I want the dual alternator hooked up like was stated to have one alternator run the plow battery and one to run the truck. It will not cost me alot more to run the dual alternator rather than the single bigger amp. The alternator will cost me $160 for the 160 amp and then to make the brackets and buy the new belt i am sure would not cost more than $30. I would rather spend $30 extra now and have a smaller chance of having a break down because i was running only a small amount of amps for what i have hooked up. As well if one does go then i got the other that i can just run a wire across the batteries and have it parallel again, take 5 minutes to do this.


----------



## ScnicExcellence

ok so i just got my price on the 180 amp alternator not the 160 and it is only $145 with core trade in. So i am keeping my 105 amp one and now going to junkers to get a scrap alternator for $10 to use as the core. Then getting the 180 amp alternator. I don't think i will be able to make the brackets before the new year so i am just going to run the 180 amp alternator and keep the 105 as a backup. if i like how it is working i will leave the second alternator out and run only the hih output one. if i think i could use a bit more juice then i will run the second alternator after new years. 
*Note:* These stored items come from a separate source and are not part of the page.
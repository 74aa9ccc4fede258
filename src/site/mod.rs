//! Content pipeline: naming, dates, front matter, storage and the site build.

pub mod build;
pub mod date;
pub mod front_matter;
pub mod naming;
pub mod store;

pub use build::{BuildError, CommandBuilder, SiteBuilder};
pub use date::{resolve_date, DateError, DATE_PATTERN};
pub use front_matter::FrontMatter;
pub use naming::{ensure_markdown_ext, resolve_filename, sanitize_title};
pub use store::StoreError;
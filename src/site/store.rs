//! Markdown entries on disk.

use std::fs;
use std::io::{self, Write};
use std::path::{Path, PathBuf};

use thiserror::Error;
use tracing::debug;

/// Filesystem errors for entry directories.
#[derive(Debug, Error)]
pub enum StoreError {
    #[error("directory does not exist: {}", .0.display())]
    DirNotFound(PathBuf),

    #[error("{} is not a directory", .0.display())]
    NotADirectory(PathBuf),

    #[error("cannot access directory {}: {source}", .dir.display())]
    Stat {
        dir: PathBuf,
        #[source]
        source: io::Error,
    },

    #[error("cannot read directory {}: {source}", .dir.display())]
    ReadDir {
        dir: PathBuf,
        #[source]
        source: io::Error,
    },

    #[error("cannot write {}: {source} (check permissions on {})", .path.display(), .dir.display())]
    Write {
        path: PathBuf,
        dir: PathBuf,
        #[source]
        source: io::Error,
    },

    #[error("file does not exist: {}", .0.display())]
    FileNotFound(PathBuf),

    #[error("cannot read {}: {source}", .path.display())]
    Read {
        path: PathBuf,
        #[source]
        source: io::Error,
    },
}

impl StoreError {
    /// Whether the error means "nothing there" rather than a failure.
    pub fn is_not_found(&self) -> bool {
        matches!(self, Self::DirNotFound(_) | Self::FileNotFound(_))
    }
}

/// Write `contents` as `{dir}/{filename}`, replacing any existing file.
///
/// New files are created `0644` on Unix.
pub fn write_entry(dir: &Path, filename: &str, contents: &str) -> Result<PathBuf, StoreError> {
    let path = dir.join(filename);
    let to_error = |source| StoreError::Write {
        path: path.clone(),
        dir: dir.to_path_buf(),
        source,
    };

    let mut options = fs::OpenOptions::new();
    options.write(true).create(true).truncate(true);

    #[cfg(unix)]
    {
        use std::os::unix::fs::OpenOptionsExt;
        options.mode(0o644);
    }

    let mut file = options.open(&path).map_err(to_error)?;
    file.write_all(contents.as_bytes()).map_err(to_error)?;

    debug!(path = %path.display(), bytes = contents.len(), "Entry written");

    Ok(path)
}

/// Names of the `.md` files directly inside `dir`.
///
/// Extension match is case-insensitive; subdirectories are skipped.
/// Order follows the filesystem.
pub fn list_markdown(dir: &Path) -> Result<Vec<String>, StoreError> {
    let metadata = fs::metadata(dir).map_err(|source| {
        if source.kind() == io::ErrorKind::NotFound {
            StoreError::DirNotFound(dir.to_path_buf())
        } else {
            StoreError::Stat {
                dir: dir.to_path_buf(),
                source,
            }
        }
    })?;

    if !metadata.is_dir() {
        return Err(StoreError::NotADirectory(dir.to_path_buf()));
    }

    let read_dir_error = |source| StoreError::ReadDir {
        dir: dir.to_path_buf(),
        source,
    };

    let mut names = Vec::new();
    for entry in fs::read_dir(dir).map_err(read_dir_error)? {
        let entry = entry.map_err(read_dir_error)?;
        if entry.file_type().map_err(read_dir_error)?.is_dir() {
            continue;
        }

        let name = entry.file_name().to_string_lossy().into_owned();
        if has_markdown_ext(&name) {
            names.push(name);
        }
    }

    Ok(names)
}

/// Read `{dir}/{filename}` as UTF-8 text.
pub fn read_entry(dir: &Path, filename: &str) -> Result<String, StoreError> {
    let path = dir.join(filename);

    match fs::read_to_string(&path) {
        Ok(contents) => Ok(contents),
        Err(e) if e.kind() == io::ErrorKind::NotFound => Err(StoreError::FileNotFound(path)),
        Err(source) => Err(StoreError::Read { path, source }),
    }
}

/// Suffix from the last `.`, compared case-insensitively to `.md`.
fn has_markdown_ext(name: &str) -> bool {
    name.rfind('.')
        .map(|i| name[i..].eq_ignore_ascii_case(".md"))
        .unwrap_or(false)
}
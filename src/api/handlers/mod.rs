//! API request handlers.

pub mod content;
pub mod entry;
pub mod listing;
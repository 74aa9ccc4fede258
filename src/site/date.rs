//! Submission dates in the site's fixed UTC+8 zone.

use chrono::{DateTime, FixedOffset, NaiveDateTime, Utc};
use thiserror::Error;

/// Human-readable shape of a submitted date.
pub const DATE_PATTERN: &str = "YYYY-MM-DD HH:MM:SS";

/// `chrono` format string matching [`DATE_PATTERN`].
const DATE_FORMAT: &str = "%Y-%m-%d %H:%M:%S";

/// China Standard Time. No DST.
const UTC_OFFSET_SECS: i32 = 8 * 3600;

/// Date resolution errors.
#[derive(Debug, Error, PartialEq, Eq)]
pub enum DateError {
    #[error("invalid date {0:?}, expected format {}", DATE_PATTERN)]
    InvalidFormat(String),

    #[error("cannot resolve the UTC+8 time zone")]
    TimeZone,
}

/// The zone every timestamp is read and written in.
pub fn site_timezone() -> Result<FixedOffset, DateError> {
    FixedOffset::east_opt(UTC_OFFSET_SECS).ok_or(DateError::TimeZone)
}

/// Resolve a submitted date, or the current time when none was given.
pub fn resolve_date(input: Option<&str>) -> Result<DateTime<FixedOffset>, DateError> {
    let tz = site_timezone()?;

    match input {
        None | Some("") => Ok(Utc::now().with_timezone(&tz)),
        Some(s) => parse_date(s, tz),
    }
}

fn parse_date(input: &str, tz: FixedOffset) -> Result<DateTime<FixedOffset>, DateError> {
    let invalid = || DateError::InvalidFormat(input.to_string());

    // chrono accepts unpadded fields and leap seconds; the wire format does not.
    if !has_exact_shape(input) || &input[17..19] > "59" {
        return Err(invalid());
    }

    let naive = NaiveDateTime::parse_from_str(input, DATE_FORMAT).map_err(|_| invalid())?;
    naive.and_local_timezone(tz).single().ok_or_else(invalid)
}

/// `DDDD-DD-DD DD:DD:DD`, digits ASCII only.
fn has_exact_shape(input: &str) -> bool {
    let bytes = input.as_bytes();
    bytes.len() == DATE_PATTERN.len()
        && bytes.iter().enumerate().all(|(i, b)| match i {
            4 | 7 => *b == b'-',
            10 => *b == b' ',
            13 | 16 => *b == b':',
            _ => b.is_ascii_digit(),
        })
}

#[cfg(test)]
mod tests {
    use super::*;
    use chrono::{SecondsFormat, Timelike};

    #[test]
    fn test_parse_valid_date() {
        let date = resolve_date(Some("2025-01-02 15:04:05")).unwrap();
        assert_eq!(
            date.to_rfc3339_opts(SecondsFormat::Secs, false),
            "2025-01-02T15:04:05+08:00"
        );
    }

    #[test]
    fn test_missing_date_uses_now() {
        let before = Utc::now().timestamp();
        let date = resolve_date(None).unwrap();
        let after = Utc::now().timestamp();

        assert_eq!(date.offset().local_minus_utc(), UTC_OFFSET_SECS);
        assert!(date.timestamp() >= before && date.timestamp() <= after);

        let empty = resolve_date(Some("")).unwrap();
        assert_eq!(empty.offset().local_minus_utc(), UTC_OFFSET_SECS);
    }

    #[test]
    fn test_out_of_range_fields() {
        for input in [
            "2025-13-40 99:99:99",
            "2025-02-30 10:00:00",
            "2025-01-01 24:00:00",
            "2025-01-01 23:60:00",
            "2025-12-31 23:59:60",
        ] {
            assert_eq!(
                resolve_date(Some(input)),
                Err(DateError::InvalidFormat(input.to_string())),
                "{input} should be rejected"
            );
        }
    }

    #[test]
    fn test_wrong_shape() {
        for input in [
            "2025-1-2 3:04:05",
            "2025/01/02 15:04:05",
            "2025-01-02T15:04:05",
            "2025-01-02",
            "2025-01-02 15:04:05 ",
            "+025-01-02 15:04:05",
            "２０２５-01-02 15:04:05",
        ] {
            assert!(
                matches!(resolve_date(Some(input)), Err(DateError::InvalidFormat(_))),
                "{input} should be rejected"
            );
        }
    }

    #[test]
    fn test_error_names_expected_pattern() {
        let err = resolve_date(Some("yesterday")).unwrap_err();
        assert!(err.to_string().contains(DATE_PATTERN));
    }

    #[test]
    fn test_date_is_zone_local() {
        let date = resolve_date(Some("2024-12-31 23:30:00")).unwrap();
        assert_eq!(date.hour(), 23);
        assert_eq!(date.with_timezone(&Utc).hour(), 15);
    }
}
//! Hugo gateway - publish Markdown content over HTTP.
//!
//! Accepts posts and moments as JSON or form submissions, writes them as
//! Markdown files with generated front matter into the configured content
//! directories, and rebuilds the site with an external `hugo` run.
//!
//! # Request flow
//!
//! ```text
//! request ─▶ API key gate ─▶ body parser ─▶ validation
//!                                              │
//!            ┌─────────────────────────────────┘
//!            ▼
//!      date + filename ─▶ front matter ─▶ file write ─▶ site build ─▶ JSON
//! ```
//!
//! Listing requests go straight from the key gate to a directory read.

/// Configuration file loading.
pub mod config;

/// REST API.
pub mod api;

/// API key gate.
pub mod auth;

/// Content pipeline.
pub mod site;

// === Re-exports ===

pub use api::{AppState, ContentKind};
pub use config::{Config, ConfigError};
pub use site::{BuildError, CommandBuilder, SiteBuilder};
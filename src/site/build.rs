//! Site build invocation.
//!
//! The build runs synchronously with no timeout. Concurrent submissions
//! may run the build executable concurrently.

use std::io::Read;
use std::path::{Path, PathBuf};
use std::process::{Command, ExitStatus, Stdio};
use std::sync::Arc;

use thiserror::Error;
use tracing::{debug, info, warn};

use crate::config::Config;

/// Build errors. Only `Failed` carries captured output.
#[derive(Debug, Error)]
pub enum BuildError {
    #[error("failed to launch {}: {source}", .exec.display())]
    Launch {
        exec: PathBuf,
        #[source]
        source: std::io::Error,
    },

    #[error("failed to collect output of {}: {source}", .exec.display())]
    Output {
        exec: PathBuf,
        #[source]
        source: std::io::Error,
    },

    #[error("{} exited with {status}", .exec.display())]
    Failed {
        exec: PathBuf,
        status: ExitStatus,
        output: String,
    },

    #[error("build task aborted: {0}")]
    Aborted(String),
}

impl BuildError {
    /// Captured stdout/stderr, empty if the process never ran.
    pub fn output(&self) -> &str {
        match self {
            Self::Failed { output, .. } => output,
            Self::Launch { .. } | Self::Output { .. } | Self::Aborted(_) => "",
        }
    }
}

/// Regenerates the site after content changes.
pub trait SiteBuilder: Send + Sync {
    /// Run one build to completion, returning its combined output.
    fn build(&self) -> Result<String, BuildError>;
}

/// Runs an external executable (normally `hugo`) in the project directory.
#[derive(Debug, Clone)]
pub struct CommandBuilder {
    exec: PathBuf,
    project_dir: PathBuf,
}

impl CommandBuilder {
    pub fn new(exec: impl Into<PathBuf>, project_dir: impl Into<PathBuf>) -> Self {
        Self {
            exec: exec.into(),
            project_dir: project_dir.into(),
        }
    }

    pub fn from_config(config: &Config) -> Self {
        Self::new(&config.build_exec, &config.project_dir)
    }

    pub fn exec(&self) -> &Path {
        &self.exec
    }

    pub fn project_dir(&self) -> &Path {
        &self.project_dir
    }
}

impl SiteBuilder for CommandBuilder {
    fn build(&self) -> Result<String, BuildError> {
        info!(
            exec = %self.exec.display(),
            project_dir = %self.project_dir.display(),
            "Starting site build"
        );

        let launch = |source| BuildError::Launch {
            exec: self.exec.clone(),
            source,
        };
        let collect = |source| BuildError::Output {
            exec: self.exec.clone(),
            source,
        };

        // One pipe for both streams keeps the tool's own write order.
        let (mut reader, writer) = std::io::pipe().map_err(launch)?;
        let mut child = Command::new(&self.exec)
            .current_dir(&self.project_dir)
            .stdin(Stdio::null())
            .stdout(writer.try_clone().map_err(launch)?)
            .stderr(writer)
            .spawn()
            .map_err(launch)?;

        // The command and its pipe ends are dropped by now, so EOF arrives
        // once the child exits.
        let mut raw = Vec::new();
        let read = reader.read_to_end(&mut raw);
        let status = child.wait().map_err(collect)?;
        read.map_err(collect)?;

        let output = String::from_utf8_lossy(&raw).into_owned();

        if !status.success() {
            warn!(%status, "Site build failed");
            return Err(BuildError::Failed {
                exec: self.exec.clone(),
                status,
                output,
            });
        }

        info!("Site build finished");
        debug!(output = %output, "Build output");

        Ok(output)
    }
}

/// Run a build on the blocking pool and wait for it.
pub async fn run(builder: Arc<dyn SiteBuilder>) -> Result<String, BuildError> {
    tokio::task::spawn_blocking(move || builder.build())
        .await
        .map_err(|e| BuildError::Aborted(e.to_string()))?
}
//! Hugo gateway - publish Markdown content over HTTP.

use std::path::PathBuf;
use std::sync::Arc;

use anyhow::{Context, Result};
use clap::Parser;
use tracing_subscriber::{layer::SubscriberExt, util::SubscriberInitExt};

use hugo_gateway::{
    api::{self, AppState},
    config::Config,
    site::date,
};

/// HTTP gateway that publishes posts into a Hugo site.
#[derive(Parser)]
#[command(name = "hugo-gateway", about = "Publish Markdown content to a Hugo site over HTTP")]
struct Cli {
    /// Path to the JSON config file.
    #[arg(long, env = "HUGO_GATEWAY_CONFIG", default_value = "config.json")]
    config: PathBuf,

    /// Listen address, overriding `listen_addr` from the config file.
    #[arg(long, env = "HUGO_GATEWAY_LISTEN")]
    listen: Option<String>,
}

#[tokio::main]
async fn main() -> Result<()> {
    // Initialize tracing
    tracing_subscriber::registry()
        .with(
            tracing_subscriber::EnvFilter::try_from_default_env()
                .unwrap_or_else(|_| "hugo_gateway=info,tower_http=info".into()),
        )
        .with(tracing_subscriber::fmt::layer())
        .init();

    let cli = Cli::parse();

    let mut config = Config::load(&cli.config)
        .with_context(|| format!("failed to load {}", cli.config.display()))?;
    if let Some(listen) = cli.listen {
        config = config.with_listen_addr(listen);
    }

    // Every timestamp depends on the fixed zone; refuse to start without it.
    date::site_timezone().context("time zone unavailable")?;

    tracing::info!(
        content_dir = %config.content_dir.display(),
        moment_dir = %config.moment_dir.display(),
        project_dir = %config.project_dir.display(),
        build_exec = %config.build_exec.display(),
        "Configuration loaded"
    );

    let state = Arc::new(AppState::new(config));
    api::serve(state).await?;

    Ok(())
}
Gotta see how it works for me on christmas.

Never fails that there will be a snow event on one of those days.


----------



## ScnicExcellence

well i went to pick up the alternator. When i got there the guy raised the price a bit like $25 but the alternator he gave me runs at 198 amps apparently. i will be putting it in tomorrow, then to see how much of a difference it will make. 

how much of a difference has anybody seen with the 200 amp alternator with two batteries.


----------



## DRIFTER92

Anyone got pictures/links of a bracket for an OEM 145 Amp Alternator, with belt length for a 2006 Chevy 3500 6.6 D.Max/Allison? I have looked on the net and the only link i found i called a fax machine... The wife finds anything in 5 seconds on the internet and i can spend hours and know less than when i started!

Thanks!


----------



## gearhead

DRIFTER92;955187 said:


> Anyone got pictures/links of a bracket for an OEM 145 Amp Alternator, with belt length for a 2006 Chevy 3500 6.6 D.Max/Allison? I have looked on the net and the only link i found i called a fax machine... The wife finds anything in 5 seconds on the internet and i can spend hours and know less than when i started!
> 
> Thanks!


contact these guy's, they have a kit to install a twin set-up.
I just got a belt from them for a twin 145.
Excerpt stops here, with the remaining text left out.